■ YOUR INSTRUCTIONS
Filter the records, keeping every line that has the string "first".

··· SOURCE MATERIAL

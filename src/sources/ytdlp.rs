use futures::{
    stream::{self, BoxStream},
    TryStreamExt,
};
use serde_json::Value;
use std::sync::Arc;
use thiserror::Error;
use tracing::{debug, info, warn};

use super::{fuse_on_error, JsonType, ResolveError, Song};

/// How much work the backend does per playlist entry.
#[derive(Debug, Clone, Copy, PartialEq, Eq)]
pub enum ExtractMode {
    /// Playlist entries carry page urls only; stream urls are resolved later.
    Flat,
    /// Every entry is resolved down to its stream url.
    Full,
}

/// Network or availability failure reported by the backend.
#[derive(Debug, Clone, Error)]
#[error("{message}")]
pub struct DownloadError {
    pub message: String,
}

impl DownloadError {
    pub fn new(message: impl Into<String>) -> Self {
        Self {
            message: message.into(),
        }
    }

    /// Picks the last `ERROR:` line of yt-dlp's stderr, falling back to the
    /// whole trimmed output.
    pub fn from_stderr(stderr: &str) -> Self {
        let message = stderr
            .lines()
            .rev()
            .find_map(|line| line.trim().strip_prefix("ERROR:"))
            .map(str::trim)
            .filter(|line| !line.is_empty())
            .unwrap_or_else(|| stderr.trim());

        if message.is_empty() {
            Self::new("yt-dlp failed without an error message")
        } else {
            Self::new(message)
        }
    }
}

impl From<DownloadError> for ResolveError {
    fn from(error: DownloadError) -> Self {
        ResolveError::Resolution {
            message: error.message,
        }
    }
}

/// Blocking media-info extraction. Implementations are moved onto the
/// blocking pool, so adapters require them to be `Send + Sync + 'static`.
#[cfg_attr(test, mockall::automock)]
pub trait Extractor {
    fn extract_info(&self, query: &str, mode: ExtractMode) -> Result<Value, DownloadError>;
}

/// Extraction through the `yt-dlp` executable.
#[derive(Debug, Clone)]
pub struct YtDlp {
    program: String,
}

impl YtDlp {
    pub fn new(program: impl Into<String>) -> Self {
        Self {
            program: program.into(),
        }
    }

    fn command_args(query: &str, mode: ExtractMode) -> Vec<&str> {
        let mut args = vec![
            "--dump-single-json",
            "--no-download",
            "--format",
            "bestaudio/best",
            "--default-search",
            "auto",
            "--no-check-certificate",
            "--source-address",
            "0.0.0.0",
            "--quiet",
            "--no-warnings",
        ];

        if mode == ExtractMode::Flat {
            args.push("--flat-playlist");
        }

        // Que una búsqueda con '-' no se tome como opción
        args.push("--");
        args.push(query);
        args
    }
}

impl Default for YtDlp {
    fn default() -> Self {
        Self::new("yt-dlp")
    }
}

impl Extractor for YtDlp {
    fn extract_info(&self, query: &str, mode: ExtractMode) -> Result<Value, DownloadError> {
        let output = std::process::Command::new(&self.program)
            .args(Self::command_args(query, mode))
            .output()
            .map_err(|e| DownloadError::new(format!("failed to run {}: {}", self.program, e)))?;

        if !output.status.success() {
            let stderr = String::from_utf8_lossy(&output.stderr);
            warn!("yt-dlp falló para '{}': {}", query, stderr.trim());
            return Err(DownloadError::from_stderr(&stderr));
        }

        serde_json::from_slice(&output.stdout)
            .map_err(|e| DownloadError::new(format!("yt-dlp returned invalid JSON: {}", e)))
    }
}

/// Turns backend results into songs.
pub struct ExtractionAdapter<E> {
    extractor: Arc<E>,
}

impl<E> ExtractionAdapter<E>
where
    E: Extractor + Send + Sync + 'static,
{
    pub fn new(extractor: Arc<E>) -> Self {
        Self { extractor }
    }

    /// Resolves a url or search text. The backend runs on the blocking pool;
    /// songs are yielded in entry order and the first malformed entry ends
    /// the stream with an error.
    pub fn resolve(&self, query: String, info_only: bool) -> BoxStream<'static, Result<Song, ResolveError>> {
        let extractor = Arc::clone(&self.extractor);
        let mode = if info_only {
            ExtractMode::Flat
        } else {
            ExtractMode::Full
        };

        let songs = stream::once(async move {
            debug!("🔍 Extrayendo '{}' ({:?})", query, mode);
            let info = tokio::task::spawn_blocking(move || extractor.extract_info(&query, mode))
                .await
                .map_err(|e| ResolveError::Resolution {
                    message: format!("extraction task failed: {}", e),
                })??;

            let songs = songs_from_info(&info);
            info!("📋 La extracción produjo {} entradas", songs.len());
            Ok::<_, ResolveError>(stream::iter(songs))
        })
        .try_flatten();

        fuse_on_error(songs)
    }
}

/// Normalizes a backend result. The returned list ends with the first error,
/// if any.
fn songs_from_info(info: &Value) -> Vec<Result<Song, ResolveError>> {
    let shape = |field: &str, expected: JsonType, actual: Option<&Value>| {
        ResolveError::shape(field, expected, actual, None, info.to_string())
    };

    let Some(object) = info.as_object() else {
        return vec![Err(shape("<info>", JsonType::Object, Some(info)))];
    };

    if let Some(entries) = object.get("entries").and_then(Value::as_array) {
        let mut songs = Vec::with_capacity(entries.len());
        for entry in entries {
            match song_from_entry(entry) {
                Some(song) => songs.push(Ok(song)),
                None => {
                    songs.push(Err(shape("url", JsonType::String, entry.get("url"))));
                    break;
                }
            }
        }
        return songs;
    }

    match object.get("url") {
        None | Some(Value::Null) => vec![Err(shape("entries or url", JsonType::List, object.get("entries")))],
        Some(url) => match song_from_entry(info) {
            Some(song) => vec![Ok(song)],
            None => vec![Err(shape("url", JsonType::String, Some(url)))],
        },
    }
}

fn song_from_entry(entry: &Value) -> Option<Song> {
    let url = entry.get("url")?.as_str()?;
    let title = entry.get("title").and_then(Value::as_str).map(str::to_owned);
    let duration = entry.get("duration").and_then(|duration| {
        duration
            .as_u64()
            .or_else(|| duration.as_f64().filter(|secs| *secs >= 0.0).map(|secs| secs as u64))
    });

    Some(Song::new(title, url, duration))
}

······

■ SOLUTION BELOW
    /// songs are yielded in entry order and the first malformed entry ends
/// Normalizes a backend result. The returned list ends with the first error,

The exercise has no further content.